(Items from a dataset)
☆ ☆ ☆ ☆ ☆ ☆ ☆

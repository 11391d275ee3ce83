//! Core data types for the thermal control plane.
//!
//! Defines the primary data structures described in the data model:
//! sensors, drive monitors, fan curves, fan profiles, fan walls, and
//! powerboards.

use serde::{Deserialize, Serialize};
use serde_json::{Map, Value};
use std::collections::VecDeque;
use std::path::PathBuf;
use std::time::{SystemTime, UNIX_EPOCH};

use crate::constants::SENSOR_HISTORY_CAPACITY;

/// Display buckets the UI groups sensors into. Purely presentational;
/// the core never reasons about groups except to render qualified names.
#[derive(Debug, Clone, Copy, PartialEq, Eq, Serialize, Deserialize)]
pub enum SensorGroup {
    Cpu,
    Gpu,
    Storage,
    System,
    Other,
}

impl SensorGroup {
    /// Keyword classification against a display name. Advisory only; it
    /// never changes the reading.
    pub fn classify(display_name: &str) -> Self {
        let lower = display_name.to_lowercase();
        let has_any = |needles: &[&str]| needles.iter().any(|n| lower.contains(n));
        if has_any(&["cpu", "core", "package"]) {
            SensorGroup::Cpu
        } else if has_any(&["gpu", "graphics", "radeon", "nvidia"]) {
            SensorGroup::Gpu
        } else if has_any(&["nvme", "ssd", "hdd", "drive"]) {
            SensorGroup::Storage
        } else if has_any(&["acpi", "thermal", "motherboard", "chipset", "vrm"]) {
            SensorGroup::System
        } else {
            SensorGroup::Other
        }
    }

    pub fn as_str(&self) -> &'static str {
        match self {
            SensorGroup::Cpu => "CPU",
            SensorGroup::Gpu => "GPU",
            SensorGroup::Storage => "Storage",
            SensorGroup::System => "System",
            SensorGroup::Other => "Other",
        }
    }
}

/// A named, enabled/disabled temperature source with an opaque hardware
/// handle (a file path on Linux).
#[derive(Debug, Clone)]
pub struct Sensor {
    pub name: String,
    pub group: SensorGroup,
    pub handle: PathBuf,
    pub enabled: bool,
    pub last_reading: Option<f32>,
    pub last_updated: Option<u64>,
    history: VecDeque<f32>,
}

impl Sensor {
    pub fn new(name: impl Into<String>, handle: PathBuf) -> Self {
        let name = name.into();
        let group = SensorGroup::classify(&name);
        Self {
            name,
            group,
            handle,
            enabled: true,
            last_reading: None,
            last_updated: None,
            history: VecDeque::with_capacity(SENSOR_HISTORY_CAPACITY),
        }
    }

    /// External identifier used by curves: `"<Group>:<SensorName>"`.
    pub fn qualified_name(&self) -> String {
        format!("{}:{}", self.group.as_str(), self.name)
    }

    /// Records a successful read, pushing the bounded history ring.
    pub fn record_reading(&mut self, celsius: f32) {
        self.last_reading = Some(celsius);
        self.last_updated = Some(now_unix_secs());
        if self.history.len() == SENSOR_HISTORY_CAPACITY {
            self.history.pop_front();
        }
        self.history.push_back(celsius);
    }

    pub fn recent_readings(&self) -> impl Iterator<Item = &f32> {
        self.history.iter()
    }
}

fn now_unix_secs() -> u64 {
    SystemTime::now()
        .duration_since(UNIX_EPOCH)
        .map(|d| d.as_secs())
        .unwrap_or(0)
}

/// Aggregation mode for a [`DriveMonitor`].
#[derive(Debug, Clone, Copy, PartialEq, Eq, Serialize, Deserialize)]
#[serde(rename_all = "lowercase")]
pub enum AggregationMode {
    Average,
    Maximum,
}

/// A named aggregator over a subset of storage drives, publishing an
/// average or maximum of their reported temperatures as a sensor.
#[derive(Debug, Clone, Serialize, Deserialize)]
pub struct DriveMonitor {
    pub name: String,
    pub aggregation_mode: AggregationMode,
    pub curve_id: String,
    pub selected_drive_hashes: Vec<u64>,
    pub enabled: bool,
    #[serde(default)]
    pub min_temp: Option<f32>,
    #[serde(default)]
    pub max_temp: Option<f32>,
    #[serde(default)]
    pub last_updated: Option<u64>,
}

impl DriveMonitor {
    /// The qualified name this monitor publishes its aggregate under.
    pub fn qualified_name(&self) -> String {
        format!("Drives.{}", self.name)
    }

    /// Strips the `Drives.` prefix from a qualified drive-monitor name.
    pub fn display_name_from_qualified(qualified: &str) -> Option<&str> {
        qualified.strip_prefix("Drives.")
    }
}

/// One (temperature, fan-percent) control point.
#[derive(Debug, Clone, Copy, PartialEq, Serialize, Deserialize)]
pub struct CurvePoint {
    pub temperature: f32,
    pub fan_percent: f32,
}

impl CurvePoint {
    pub fn new(temperature: f32, fan_percent: f32) -> Self {
        Self {
            temperature,
            fan_percent,
        }
    }
}

/// A stable id, display name, optional sensor reference, and an ordered
/// sequence of control points.
#[derive(Debug, Clone, Serialize, Deserialize)]
pub struct FanCurve {
    pub id: String,
    pub name: String,
    /// Qualified sensor name (`Group:Sensor`) or drive-monitor name
    /// (`Drives.Name`); `None` if unbound.
    pub sensor: Option<String>,
    pub points: Vec<CurvePoint>,
}

/// A stable id, display name, and a set of curves keyed by id.
#[derive(Debug, Clone, Serialize, Deserialize)]
pub struct FanProfile {
    pub id: String,
    pub name: String,
    pub curves: Vec<FanCurve>,
}

/// Operating mode of a [`FanWall`].
#[derive(Debug, Clone, Copy, PartialEq, Eq, Serialize, Deserialize)]
#[serde(rename_all = "lowercase")]
pub enum WallMode {
    Manual,
    Profile,
}

/// A logical output wired to one PWM row on one powerboard.
#[derive(Debug, Clone, Serialize, Deserialize)]
pub struct FanWall {
    pub wall_id: u8,
    pub name: String,
    pub mode: WallMode,
    pub assigned_profile: Option<String>,
    /// Last PWM percent actually applied to the board.
    pub last_applied: u8,
    /// Target PWM percent for the next reconciliation.
    pub target: u8,
    /// Fields this version doesn't know about yet. Preserved verbatim
    /// across a load/save cycle instead of being silently dropped.
    #[serde(flatten)]
    pub extra: Map<String, Value>,
}

/// Hardware/firmware revision and location of a powerboard, plus the
/// last readings pulled from it.
#[derive(Debug, Clone, Serialize, Deserialize)]
pub struct Powerboard {
    pub location: u8,
    pub hardware_revision: String,
    pub firmware_version: String,
    /// Last PWM triple persisted to the board's non-volatile memory.
    pub saved_pwm: (u8, u8, u8),
    /// Currently-applied PWM triple.
    pub current_pwm: (u8, u8, u8),
    pub last_tach_rpm: (u32, u32, u32),
    pub last_wattage: [f32; 4],
}

impl Powerboard {
    pub fn adc_calibration(&self) -> Option<(f32, f32)> {
        fanwall_protocol::adc_calibration_for(&self.hardware_revision)
    }

    pub fn is_hw_2_2(&self) -> bool {
        self.hardware_revision.starts_with("2.2")
    }

    /// Calibrates four raw shunt ADC readings into watts for this
    /// board's hardware revision. Unknown revisions pass the raw
    /// readings through uncalibrated rather than guessing a curve.
    pub fn decode_wattage(&self, raw: [f32; 4]) -> [f32; 4] {
        if self.is_hw_2_2() {
            fanwall_protocol::decode_wattage_hw22(raw).map(|w| w as f32)
        } else if let Some((slope, intercept)) = self.adc_calibration() {
            fanwall_protocol::decode_wattage_linear(raw, slope, intercept)
        } else {
            raw
        }
    }
}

☆ ☆ ☆ ☆ ☆ ☆ ☆

• **Your assignment**
Each line above should be reproduced exactly, with nothing omitted.

• **Answer area**
repository 11391d275ee3ce83
//! Core data types for the thermal control plane.
//!
//! Defines the primary data structures described in the data model:
//! sensors, drive monitors, fan curves, fan profiles, fan walls, and
//! powerboards.

use serde::{Deserialize, Serialize};
use serde_json::{Map, Value};
use std::collections::VecDeque;
use std::path::PathBuf;
use std::time::{SystemTime, UNIX_EPOCH};

use crate::constants::SENSOR_HISTORY_CAPACITY;

/// Display buckets the UI groups sensors into. Purely presentational;
/// the core never reasons about groups except to render qualified names.
#[derive(Debug, Clone, Copy, PartialEq, Eq, Serialize, Deserialize)]
pub enum SensorGroup {
    Cpu,
    Gpu,
    Storage,
    System,
    Other,
}

impl SensorGroup {
    /// Keyword classification against a display name. Advisory only; it
    /// never changes the reading.
    pub fn classify(display_name: &str) -> Self {
        let lower = display_name.to_lowercase();
        let has_any = |needles: &[&str]| needles.iter().any(|n| lower.contains(n));
        if has_any(&["cpu", "core", "package"]) {
            SensorGroup::Cpu
        } else if has_any(&["gpu", "graphics", "radeon", "nvidia"]) {
            SensorGroup::Gpu
        } else if has_any(&["nvme", "ssd", "hdd", "drive"]) {
            SensorGroup::Storage
        } else if has_any(&["acpi", "thermal", "motherboard", "chipset", "vrm"]) {
            SensorGroup::System
        } else {
            SensorGroup::Other
        }
    }

    pub fn as_str(&self) -> &'static str {
        match self {
            SensorGroup::Cpu => "CPU",
            SensorGroup::Gpu => "GPU",
            SensorGroup::Storage => "Storage",
            SensorGroup::System => "System",
            SensorGroup::Other => "Other",
        }
    }
}

/// A named, enabled/disabled temperature source with an opaque hardware
/// handle (a file path on Linux).
#[derive(Debug, Clone)]
pub struct Sensor {
    pub name: String,
    pub group: SensorGroup,
    pub handle: PathBuf,
    pub enabled: bool,
    pub last_reading: Option<f32>,
    pub last_updated: Option<u64>,
    history: VecDeque<f32>,
}

impl Sensor {
    pub fn new(name: impl Into<String>, handle: PathBuf) -> Self {
        let name = name.into();
        let group = SensorGroup::classify(&name);
        Self {
            name,
            group,
            handle,
            enabled: true,
            last_reading: None,
            last_updated: None,
            history: VecDeque::with_capacity(SENSOR_HISTORY_CAPACITY),
        }
    }

    /// External identifier used by curves: `"<Group>:<SensorName>"`.
    pub fn qualified_name(&self) -> String {
        format!("{}:{}", self.group.as_str(), self.name)
    }

    /// Records a successful read, pushing the bounded history ring.
    pub fn record_reading(&mut self, celsius: f32) {
        self.last_reading = Some(celsius);
        self.last_updated = Some(now_unix_secs());
        if self.history.len() == SENSOR_HISTORY_CAPACITY {
            self.history.pop_front();
        }
        self.history.push_back(celsius);
    }

    pub fn recent_readings(&self) -> impl Iterator<Item = &f32> {
        self.history.iter()
    }
}

fn now_unix_secs() -> u64 {
    SystemTime::now()
        .duration_since(UNIX_EPOCH)
        .map(|d| d.as_secs())
        .unwrap_or(0)
}

/// Aggregation mode for a [`DriveMonitor`].
#[derive(Debug, Clone, Copy, PartialEq, Eq, Serialize, Deserialize)]
#[serde(rename_all = "lowercase")]
pub enum AggregationMode {
    Average,
    Maximum,
}

/// A named aggregator over a subset of storage drives, publishing an
/// average or maximum of their reported temperatures as a sensor.
#[derive(Debug, Clone, Serialize, Deserialize)]
pub struct DriveMonitor {
    pub name: String,
    pub aggregation_mode: AggregationMode,
    pub curve_id: String,
    pub selected_drive_hashes: Vec<u64>,
    pub enabled: bool,
    #[serde(default)]
    pub min_temp: Option<f32>,
    #[serde(default)]
    pub max_temp: Option<f32>,
    #[serde(default)]
    pub last_updated: Option<u64>,
}

impl DriveMonitor {
    /// The qualified name this monitor publishes its aggregate under.
    pub fn qualified_name(&self) -> String {
        format!("Drives.{}", self.name)
    }

    /// Strips the `Drives.` prefix from a qualified drive-monitor name.
    pub fn display_name_from_qualified(qualified: &str) -> Option<&str> {
        qualified.strip_prefix("Drives.")
    }
}

/// One (temperature, fan-percent) control point.
#[derive(Debug, Clone, Copy, PartialEq, Serialize, Deserialize)]
pub struct CurvePoint {
    pub temperature: f32,
    pub fan_percent: f32,
}

impl CurvePoint {
    pub fn new(temperature: f32, fan_percent: f32) -> Self {
        Self {
            temperature,
            fan_percent,
        }
    }
}

/// A stable id, display name, optional sensor reference, and an ordered
/// sequence of control points.
#[derive(Debug, Clone, Serialize, Deserialize)]
pub struct FanCurve {
    pub id: String,
    pub name: String,
    /// Qualified sensor name (`Group:Sensor`) or drive-monitor name
    /// (`Drives.Name`); `None` if unbound.
    pub sensor: Option<String>,
    pub points: Vec<CurvePoint>,
}

/// A stable id, display name, and a set of curves keyed by id.
#[derive(Debug, Clone, Serialize, Deserialize)]
pub struct FanProfile {
    pub id: String,
    pub name: String,
    pub curves: Vec<FanCurve>,
}

/// Operating mode of a [`FanWall`].
#[derive(Debug, Clone, Copy, PartialEq, Eq, Serialize, Deserialize)]
#[serde(rename_all = "lowercase")]
pub enum WallMode {
    Manual,
    Profile,
}

/// A logical output wired to one PWM row on one powerboard.
#[derive(Debug, Clone, Serialize, Deserialize)]
pub struct FanWall {
    pub wall_id: u8,
    pub name: String,
    pub mode: WallMode,
    pub assigned_profile: Option<String>,
    /// Last PWM percent actually applied to the board.
    pub last_applied: u8,
    /// Target PWM percent for the next reconciliation.
    pub target: u8,
    /// Fields this version doesn't know about yet. Preserved verbatim
    /// across a load/save cycle instead of being silently dropped.
    #[serde(flatten)]
    pub extra: Map<String, Value>,
}

/// Hardware/firmware revision and location of a powerboard, plus the
/// last readings pulled from it.
#[derive(Debug, Clone, Serialize, Deserialize)]
pub struct Powerboard {
    pub location: u8,
    pub hardware_revision: String,
    pub firmware_version: String,
    /// Last PWM triple persisted to the board's non-volatile memory.
    pub saved_pwm: (u8, u8, u8),
    /// Currently-applied PWM triple.
    pub current_pwm: (u8, u8, u8),
    pub last_tach_rpm: (u32, u32, u32),
    pub last_wattage: [f32; 4],
}

impl Powerboard {
    pub fn adc_calibration(&self) -> Option<(f32, f32)> {
        fanwall_protocol::adc_calibration_for(&self.hardware_revision)
    }

    pub fn is_hw_2_2(&self) -> bool {
        self.hardware_revision.starts_with("2.2")
    }

    /// Calibrates four raw shunt ADC readings into watts for this
    /// board's hardware revision. Unknown revisions pass the raw
    /// readings through uncalibrated rather than guessing a curve.
    pub fn decode_wattage(&self, raw: [f32; 4]) -> [f32; 4] {
        if self.is_hw_2_2() {
            fanwall_protocol::decode_wattage_hw22(raw).map(|w| w as f32)
        } else if let Some((slope, intercept)) = self.adc_calibration() {
            fanwall_protocol::decode_wattage_linear(raw, slope, intercept)
        } else {
            raw
        }
    }
}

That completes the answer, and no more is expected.